Ironically, one reason for that is that much of the episode was devoted to something that’s heretofore been mostly a casualty to the pacing – the supporting cast.  Yuki and Tooru specifically – and Sakura of course.  Unfortunately the anime is kind of trying to have its cake and eat it too by largely ignoring the supporting cast and then shoehorning in a half-episode about them, and I don’t think this has as much impact as it should have because we’ve spent so little time with these people.  I like all of these characters but the A-part for me was frankly a little boring.  And it really shouldn’t have been.

The heart of the matter to me is that if Ishihama-sensei wants to tell the condensed version of the story, he should just kiss off those satellite elements – the “much-missed in isolation” stuff – and focus on HoriMiya.  Getting their relationship right should be the “first, do no harm” oath the adaptation takes.  And it mostly is, but this week’s developments are a notable exception.  It’s just a shame that they’re among the most important and emotionally-resonant in the entire series.

The best part of the first sequence for me was when Yuki was about to round file the cookies Sakura made for her, and decided to eat them instead.  She did this because she realized how disrespectful to Sakura’s feelings that would be, and it’s an important moment because it really shows us the sort of person Yuki is.  The whole Tooru-Yuki-Sakura situation needs more sunlight and water than the anime has time to give it, sadly, and for that reason I would prefer it be downplayed rather than see it half-assed and taking time away from the main pair (and the family, which is crucial to the dynamic in a way this triangle is not).

The B-part (Chapter 37 if you’re scoring at home) is – believe it or not – arguably the most important passage in the entire manga.  Izumi heads to Hokkaido for five days for a family funeral (I’m not sure even this was clear in the anime).  He forgets the charger for his period-authentic flip phone, and is in minimal contact with Kyouko.  This is really all about Kyouko and how the separation impacts her – which is to say, profoundly.  It’s a classic absence makes the heart grow fonder scenario, but it comes at a crucial time in their relationship and really cements in her mind just how emotionally dependent on that relationship she’s become.

The fact that Ishihama spent more time on the scary movie gag than on HoriMiya’s first time is a bit of a puzzler for me, to be honest.  It’s pretty rare in romcom manga for the protagonists to go all the way, and this is the classic example of where the accelerated pacing of the manga itself was perfect, but the anime cranking it even further makes it seem too soon.  There’s an emotional heft to this event in the manga that keeps it from feeling cheap or lurid.  It certainly doesn’t in the anime either but, somehow, it just doesn’t hit with the same impact – it’s just sort of rote.  “Oh, they did that.”  Build-up and development matters.  But I suppose I should be glad that they left it in at all.

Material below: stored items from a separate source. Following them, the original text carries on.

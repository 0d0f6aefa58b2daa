//! The selection page served at `/`.

use chrono::NaiveDate;

use forecast_common::time::MAX_FORECAST_HOUR;
use forecast_common::{ModelCycle, Parameter, Region};

/// Render the selection form with the given preselected run date and region.
pub fn index_html(default_date: NaiveDate, default_region: &str) -> String {
    let hours: String = ModelCycle::all_4x_daily()
        .iter()
        .map(|c| format!(r#"<option value="{0}">{0}</option>"#, c.label()))
        .collect();
    let parameters: String = Parameter::all()
        .iter()
        .map(|p| format!(r#"<option value="{0}">{0}</option>"#, p.display_name()))
        .collect();
    let regions: String = Region::all()
        .iter()
        .map(|r| {
            let selected = if r.id == default_region { " selected" } else { "" };
            format!(r#"<option value="{}"{}>{}</option>"#, r.id, selected, r.name)
        })
        .collect();

    PAGE.replace("{{DATE}}", &default_date.format("%Y-%m-%d").to_string())
        .replace("{{HOURS}}", &hours)
        .replace("{{MAX_STEP}}", &MAX_FORECAST_HOUR.to_string())
        .replace("{{PARAMETERS}}", &parameters)
        .replace("{{REGIONS}}", &regions)
}

const PAGE: &str = r#"<!DOCTYPE html>
<html lang="id">
<head>
<meta charset="utf-8">
<title>Cuaca Sabu Raijua</title>
<style>
  body { font-family: sans-serif; margin: 0; display: flex; min-height: 100vh; }
  aside { width: 280px; padding: 16px; background: #f0f2f6; }
  main { flex: 1; padding: 16px 32px; }
  label { display: block; margin-top: 12px; font-size: 14px; }
  select, input { width: 100%; margin-top: 4px; }
  button { margin-top: 20px; width: 100%; padding: 8px; }
  #status { padding: 8px 12px; border-radius: 4px; display: none; }
  #status.success { display: block; background: #dff5e3; color: #1e6b32; }
  #status.warning { display: block; background: #fff6d9; color: #7a5b00; }
  #status.error { display: block; background: #fde2e2; color: #8a1f1f; }
  #map { margin-top: 16px; max-width: 100%; }
</style>
</head>
<body>
<aside>
  <h3>Pengaturan Visualisasi</h3>
  <label>Tanggal Run GFS (UTC)<input type="date" id="date" value="{{DATE}}"></label>
  <label>Jam Run GFS (UTC)<select id="hour">{{HOURS}}</select></label>
  <label>Jam Prediksi ke Depan: <span id="step-value">0</span>
    <input type="range" id="step" min="0" max="{{MAX_STEP}}" step="1" value="0"></label>
  <label>Pilih Parameter Cuaca<select id="parameter">{{PARAMETERS}}</select></label>
  <label>Wilayah<select id="region">{{REGIONS}}</select></label>
  <button id="show">Tampilkan Visualisasi</button>
</aside>
<main>
  <h1>Prakiraan Cuaca Wilayah Kabupaten Sabu Raijua</h1>
  <p>Visualisasi Realtime dari Model GFS via NOAA/NOMADS</p>
  <div id="status"></div>
  <img id="map" alt="">
</main>
<script>
const $ = (id) => document.getElementById(id);
$("step").addEventListener("input", () => { $("step-value").textContent = $("step").value; });

function showStatus(kind, text) {
  $("status").className = kind;
  $("status").textContent = text;
}

$("show").addEventListener("click", async () => {
  const params = new URLSearchParams({
    date: $("date").value,
    hour: $("hour").value,
    step: $("step").value,
    parameter: $("parameter").value,
    region: $("region").value,
  });
  $("show").disabled = true;
  try {
    const res = await fetch("/api/render?" + params);
    if (res.ok) {
      const blob = await res.blob();
      $("map").src = URL.createObjectURL(blob);
      showStatus("success", res.headers.get("x-status-message") || "");
    } else {
      const body = await res.json();
      $("map").removeAttribute("src");
      showStatus(body.status, body.message);
    }
  } catch (e) {
    showStatus("error", String(e));
  } finally {
    $("show").disabled = false;
  }
});
</script>
</body>
</html>
"#;
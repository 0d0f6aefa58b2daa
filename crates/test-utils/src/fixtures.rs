//! Common test fixtures: runs, region boxes and NOMADS-shaped OPeNDAP bodies.

use chrono::NaiveDate;
use forecast_common::{ForecastRun, ModelCycle};

/// Region boxes as `(min_lon, min_lat, max_lon, max_lat)`.
pub mod bbox {
    pub const SABU_RAIJUA: (f64, f64, f64, f64) = (121.5, -11.0, 122.3, -10.0);
    pub const NTT: (f64, f64, f64, f64) = (118.5, -11.5, 125.5, -7.5);
    pub const INDONESIA: (f64, f64, f64, f64) = (94.0, -11.5, 142.0, 6.5);

    /// Invalid bbox (min > max)
    pub const INVALID: (f64, f64, f64, f64) = (10.0, 10.0, 5.0, 5.0);
}

/// The run used throughout the tests: 2024-03-05 06Z.
pub fn sample_run() -> ForecastRun {
    ForecastRun::new(
        NaiveDate::from_ymd_opt(2024, 3, 5).expect("valid date"),
        ModelCycle::Z06,
    )
}

/// GrADS day number of 2024-03-05 00:00 UTC.
pub const SAMPLE_RUN_DAY: f64 = 738_951.0;

/// Canned OPeNDAP responses.
pub mod opendap {
    /// Structure of an hourly GFS 0.25° run, trimmed to the variables the
    /// viewer reads.
    pub const GFS_DDS: &str = "Dataset {
    Float64 time[time = 121];
    Float64 lat[lat = 721];
    Float64 lon[lon = 1440];
    Grid {
     ARRAY:
        Float32 pratesfc[time = 121][lat = 721][lon = 1440];
     MAPS:
        Float64 time[time = 121];
        Float64 lat[lat = 721];
        Float64 lon[lon = 1440];
    } pratesfc;
    Grid {
     ARRAY:
        Float32 tmp2m[time = 121][lat = 721][lon = 1440];
     MAPS:
        Float64 time[time = 121];
        Float64 lat[lat = 721];
        Float64 lon[lon = 1440];
    } tmp2m;
    Grid {
     ARRAY:
        Float32 ugrd10m[time = 121][lat = 721][lon = 1440];
     MAPS:
        Float64 time[time = 121];
        Float64 lat[lat = 721];
        Float64 lon[lon = 1440];
    } ugrd10m;
    Grid {
     ARRAY:
        Float32 vgrd10m[time = 121][lat = 721][lon = 1440];
     MAPS:
        Float64 time[time = 121];
        Float64 lat[lat = 721];
        Float64 lon[lon = 1440];
    } vgrd10m;
    Grid {
     ARRAY:
        Float32 prmslmsl[time = 121][lat = 721][lon = 1440];
     MAPS:
        Float64 time[time = 121];
        Float64 lat[lat = 721];
        Float64 lon[lon = 1440];
    } prmslmsl;
} gfs_0p25_1hr_06z;
";

    /// Error body NOMADS returns for a run that has not been published.
    pub const MISSING_RUN_ERROR: &str = "Error {
    code = 0;
    message = \"/gfs20240305/gfs_0p25_1hr_06z is not an available dataset\";
};
";

    /// A small `pratesfc[0][316:318][486:487]` hyperslab with one fill value.
    pub const PRATE_HYPERSLAB: &str = "pratesfc, [1][3][2]
[0][0], 0.001, 0.002
[0][1], 9.999E20, 0.0
[0][2], 0.0005, 0.0

time, [1]
738951.25
lat, [3]
-11.0, -10.75, -10.5
lon, [2]
121.5, 121.75
";

    /// ASCII listing of a `time,lat,lon` request.
    pub fn axes_body(times: &[f64], lats: &[f64], lons: &[f64]) -> String {
        format!(
            "time, [{}]\n{}\nlat, [{}]\n{}\nlon, [{}]\n{}\n",
            times.len(),
            join(times),
            lats.len(),
            join(lats),
            lons.len(),
            join(lons)
        )
    }

    fn join(values: &[f64]) -> String {
        values
            .iter()
            .map(|v| v.to_string())
            .collect::<Vec<_>>()
            .join(", ")
    }
}

#[cfg(test)]
mod tests {
    use super::*;

    #[test]
    fn test_sample_run() {
        assert_eq!(sample_run().to_string(), "20240305 06z");
    }

    #[test]
    fn test_axes_body_shape() {
        let body = opendap::axes_body(&[1.0, 2.0], &[-1.0], &[0.0, 0.25, 0.5]);
        assert!(body.starts_with("time, [2]\n1, 2\n"));
        assert!(body.contains("lon, [3]\n0, 0.25, 0.5"));
    }
}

There’s one other whiff here, which is the final scene between Souta and Izumi.  This was a complete miss for me, to be honest – it’s not a moment that deserved to be shoehorned in as a 25-second blip as the credits kicked in.  In the first place I don’t think it’s clear why Souta is so upset, because the anime changed the dialogue in a very crucial way (spoiler).  Beyond that this is a very powerful moment – this is, in a sense, Izumi asking Souta’s blessing to become a member of the family.  It’s the emotional climax of the entire “first time” narrative, not an aside.  You can only cut so much without losing something in the process, and I think we’re seeing the evidence of that right now.  Horimiya is still great, but I wish it had the time to really do the story justice.